(WORK ITEM):
The required result is a copy of each line below in which "FetchConfig" appears.

Saved data entries
-*-*-

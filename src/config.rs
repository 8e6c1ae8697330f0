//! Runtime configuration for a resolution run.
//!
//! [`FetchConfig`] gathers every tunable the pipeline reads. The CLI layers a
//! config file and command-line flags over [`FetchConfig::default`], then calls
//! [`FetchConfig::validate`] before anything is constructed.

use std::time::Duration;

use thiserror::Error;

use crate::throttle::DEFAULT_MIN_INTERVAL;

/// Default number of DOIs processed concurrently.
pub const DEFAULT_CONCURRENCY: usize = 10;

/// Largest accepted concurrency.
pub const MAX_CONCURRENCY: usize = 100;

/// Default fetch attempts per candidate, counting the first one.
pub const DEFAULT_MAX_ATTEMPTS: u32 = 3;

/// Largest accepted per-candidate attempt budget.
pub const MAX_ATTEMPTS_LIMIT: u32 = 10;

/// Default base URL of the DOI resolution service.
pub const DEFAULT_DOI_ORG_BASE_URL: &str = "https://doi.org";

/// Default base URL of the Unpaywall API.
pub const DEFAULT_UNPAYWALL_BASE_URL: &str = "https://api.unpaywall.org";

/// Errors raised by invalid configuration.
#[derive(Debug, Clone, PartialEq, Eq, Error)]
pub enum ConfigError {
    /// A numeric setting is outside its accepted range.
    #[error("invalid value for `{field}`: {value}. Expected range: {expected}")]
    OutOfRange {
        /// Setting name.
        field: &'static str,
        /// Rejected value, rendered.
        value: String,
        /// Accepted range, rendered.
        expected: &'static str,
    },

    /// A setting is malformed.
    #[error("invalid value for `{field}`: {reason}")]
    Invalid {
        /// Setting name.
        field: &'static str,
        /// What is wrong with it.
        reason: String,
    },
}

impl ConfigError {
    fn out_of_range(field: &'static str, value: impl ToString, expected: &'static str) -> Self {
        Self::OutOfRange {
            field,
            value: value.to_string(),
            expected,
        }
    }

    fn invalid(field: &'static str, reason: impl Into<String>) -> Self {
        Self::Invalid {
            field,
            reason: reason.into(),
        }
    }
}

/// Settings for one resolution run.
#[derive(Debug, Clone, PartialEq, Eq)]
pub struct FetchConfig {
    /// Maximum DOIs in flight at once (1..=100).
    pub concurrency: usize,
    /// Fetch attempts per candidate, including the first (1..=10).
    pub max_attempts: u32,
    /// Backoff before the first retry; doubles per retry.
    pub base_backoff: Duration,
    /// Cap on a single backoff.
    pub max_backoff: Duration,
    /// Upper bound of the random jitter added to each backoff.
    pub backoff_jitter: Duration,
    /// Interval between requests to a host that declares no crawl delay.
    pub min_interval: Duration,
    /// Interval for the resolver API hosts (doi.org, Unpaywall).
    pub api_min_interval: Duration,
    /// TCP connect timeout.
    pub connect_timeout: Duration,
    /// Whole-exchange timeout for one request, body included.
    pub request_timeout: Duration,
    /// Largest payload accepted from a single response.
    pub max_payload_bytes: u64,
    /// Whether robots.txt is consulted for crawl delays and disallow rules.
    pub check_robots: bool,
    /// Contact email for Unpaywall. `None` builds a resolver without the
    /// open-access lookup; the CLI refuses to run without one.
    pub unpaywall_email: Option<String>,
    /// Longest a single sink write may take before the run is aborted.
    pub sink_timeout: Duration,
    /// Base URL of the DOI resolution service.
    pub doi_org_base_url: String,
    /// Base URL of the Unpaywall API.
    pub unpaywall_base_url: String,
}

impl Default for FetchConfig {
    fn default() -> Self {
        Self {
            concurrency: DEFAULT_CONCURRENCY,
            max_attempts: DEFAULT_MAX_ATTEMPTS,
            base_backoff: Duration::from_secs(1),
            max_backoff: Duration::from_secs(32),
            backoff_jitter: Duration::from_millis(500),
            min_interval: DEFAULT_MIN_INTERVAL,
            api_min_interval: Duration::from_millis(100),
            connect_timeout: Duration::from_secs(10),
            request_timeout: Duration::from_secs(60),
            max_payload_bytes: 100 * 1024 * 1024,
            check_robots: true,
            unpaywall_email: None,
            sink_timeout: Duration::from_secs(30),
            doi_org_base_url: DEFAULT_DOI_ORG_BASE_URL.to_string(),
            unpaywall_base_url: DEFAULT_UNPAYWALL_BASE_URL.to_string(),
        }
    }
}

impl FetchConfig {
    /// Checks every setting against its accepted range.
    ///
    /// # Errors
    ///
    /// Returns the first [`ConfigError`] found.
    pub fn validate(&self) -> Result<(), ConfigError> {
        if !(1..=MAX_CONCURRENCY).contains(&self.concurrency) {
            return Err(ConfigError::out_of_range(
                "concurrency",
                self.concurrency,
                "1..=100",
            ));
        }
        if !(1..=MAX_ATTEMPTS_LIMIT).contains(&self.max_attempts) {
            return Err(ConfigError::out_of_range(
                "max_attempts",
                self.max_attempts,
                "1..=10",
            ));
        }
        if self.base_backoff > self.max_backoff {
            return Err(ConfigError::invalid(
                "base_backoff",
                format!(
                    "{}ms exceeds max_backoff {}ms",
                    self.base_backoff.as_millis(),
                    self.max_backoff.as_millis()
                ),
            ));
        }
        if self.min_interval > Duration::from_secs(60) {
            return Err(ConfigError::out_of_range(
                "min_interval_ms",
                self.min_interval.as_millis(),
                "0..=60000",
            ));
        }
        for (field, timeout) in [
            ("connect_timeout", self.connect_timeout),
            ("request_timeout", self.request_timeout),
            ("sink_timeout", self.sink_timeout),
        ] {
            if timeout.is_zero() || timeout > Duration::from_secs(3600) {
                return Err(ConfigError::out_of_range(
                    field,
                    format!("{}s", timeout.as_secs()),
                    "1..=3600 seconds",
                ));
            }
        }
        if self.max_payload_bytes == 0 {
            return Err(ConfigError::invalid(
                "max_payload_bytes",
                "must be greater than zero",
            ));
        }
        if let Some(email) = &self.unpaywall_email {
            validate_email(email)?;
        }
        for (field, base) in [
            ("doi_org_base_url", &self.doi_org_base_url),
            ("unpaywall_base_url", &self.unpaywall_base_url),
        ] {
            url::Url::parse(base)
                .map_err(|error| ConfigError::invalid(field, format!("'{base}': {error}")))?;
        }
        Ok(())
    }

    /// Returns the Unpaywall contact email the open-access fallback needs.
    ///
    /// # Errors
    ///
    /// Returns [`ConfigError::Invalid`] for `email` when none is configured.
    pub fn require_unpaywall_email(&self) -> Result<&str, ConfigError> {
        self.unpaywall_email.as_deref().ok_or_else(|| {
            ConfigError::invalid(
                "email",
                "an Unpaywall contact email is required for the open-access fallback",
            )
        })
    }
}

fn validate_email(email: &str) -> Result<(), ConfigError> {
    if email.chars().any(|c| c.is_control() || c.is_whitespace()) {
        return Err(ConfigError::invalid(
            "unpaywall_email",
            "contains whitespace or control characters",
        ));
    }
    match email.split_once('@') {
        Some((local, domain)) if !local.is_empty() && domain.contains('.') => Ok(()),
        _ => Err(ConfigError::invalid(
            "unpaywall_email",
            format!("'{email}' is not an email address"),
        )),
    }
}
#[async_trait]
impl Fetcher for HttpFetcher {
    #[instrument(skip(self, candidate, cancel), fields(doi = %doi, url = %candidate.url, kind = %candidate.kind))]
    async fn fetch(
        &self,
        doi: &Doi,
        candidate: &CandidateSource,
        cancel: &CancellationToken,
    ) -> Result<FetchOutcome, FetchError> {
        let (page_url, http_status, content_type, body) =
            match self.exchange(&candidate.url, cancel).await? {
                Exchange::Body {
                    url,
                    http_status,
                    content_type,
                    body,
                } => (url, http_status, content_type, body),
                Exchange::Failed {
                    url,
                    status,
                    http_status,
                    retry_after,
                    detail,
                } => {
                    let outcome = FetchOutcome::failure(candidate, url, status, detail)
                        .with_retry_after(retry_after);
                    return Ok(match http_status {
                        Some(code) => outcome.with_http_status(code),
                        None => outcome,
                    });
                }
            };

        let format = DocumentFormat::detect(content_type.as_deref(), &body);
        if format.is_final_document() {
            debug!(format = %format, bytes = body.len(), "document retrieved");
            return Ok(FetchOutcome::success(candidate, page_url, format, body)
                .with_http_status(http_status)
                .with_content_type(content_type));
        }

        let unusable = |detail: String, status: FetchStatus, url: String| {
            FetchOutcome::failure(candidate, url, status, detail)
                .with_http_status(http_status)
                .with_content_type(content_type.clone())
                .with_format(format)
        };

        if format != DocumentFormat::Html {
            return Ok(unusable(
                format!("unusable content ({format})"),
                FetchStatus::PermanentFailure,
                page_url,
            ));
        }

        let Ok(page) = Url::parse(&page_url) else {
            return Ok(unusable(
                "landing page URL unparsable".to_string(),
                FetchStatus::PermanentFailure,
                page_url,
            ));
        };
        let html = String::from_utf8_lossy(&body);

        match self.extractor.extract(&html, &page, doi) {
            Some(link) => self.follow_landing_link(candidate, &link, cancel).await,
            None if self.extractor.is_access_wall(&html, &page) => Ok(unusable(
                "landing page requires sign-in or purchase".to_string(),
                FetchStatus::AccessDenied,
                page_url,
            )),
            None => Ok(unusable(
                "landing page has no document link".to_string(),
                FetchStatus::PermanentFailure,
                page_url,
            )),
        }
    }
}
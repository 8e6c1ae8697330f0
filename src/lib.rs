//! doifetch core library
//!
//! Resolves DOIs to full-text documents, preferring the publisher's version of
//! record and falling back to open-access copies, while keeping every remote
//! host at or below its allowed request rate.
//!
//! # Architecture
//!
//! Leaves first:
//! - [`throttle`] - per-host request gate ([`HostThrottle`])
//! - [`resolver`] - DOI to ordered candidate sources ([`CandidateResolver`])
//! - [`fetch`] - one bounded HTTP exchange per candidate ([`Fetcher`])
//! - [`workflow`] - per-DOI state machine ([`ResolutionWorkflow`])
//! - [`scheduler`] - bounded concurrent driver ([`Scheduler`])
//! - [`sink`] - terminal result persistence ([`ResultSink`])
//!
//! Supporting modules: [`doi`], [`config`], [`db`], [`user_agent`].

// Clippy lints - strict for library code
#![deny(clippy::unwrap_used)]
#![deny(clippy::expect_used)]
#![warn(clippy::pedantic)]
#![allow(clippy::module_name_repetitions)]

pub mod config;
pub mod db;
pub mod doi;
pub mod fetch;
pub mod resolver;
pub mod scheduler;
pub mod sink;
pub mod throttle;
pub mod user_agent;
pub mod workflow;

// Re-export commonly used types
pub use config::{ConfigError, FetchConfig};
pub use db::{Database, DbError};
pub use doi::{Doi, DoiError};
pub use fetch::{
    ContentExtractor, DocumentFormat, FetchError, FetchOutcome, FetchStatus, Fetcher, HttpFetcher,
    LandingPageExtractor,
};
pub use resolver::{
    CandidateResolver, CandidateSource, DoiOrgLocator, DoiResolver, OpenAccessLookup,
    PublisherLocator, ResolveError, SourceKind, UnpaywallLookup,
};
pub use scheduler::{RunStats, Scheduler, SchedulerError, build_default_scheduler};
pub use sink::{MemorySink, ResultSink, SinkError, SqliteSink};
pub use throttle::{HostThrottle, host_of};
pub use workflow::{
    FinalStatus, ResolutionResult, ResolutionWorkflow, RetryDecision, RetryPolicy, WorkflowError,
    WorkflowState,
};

-*-*-

(THE ANSWER):
//! [`FetchConfig`] gathers every tunable the pipeline reads. The CLI layers a
//! config file and command-line flags over [`FetchConfig::default`], then calls
//! [`FetchConfig::validate`] before anything is constructed.
pub struct FetchConfig {
impl Default for FetchConfig {
impl FetchConfig {
pub use config::{ConfigError, FetchConfig};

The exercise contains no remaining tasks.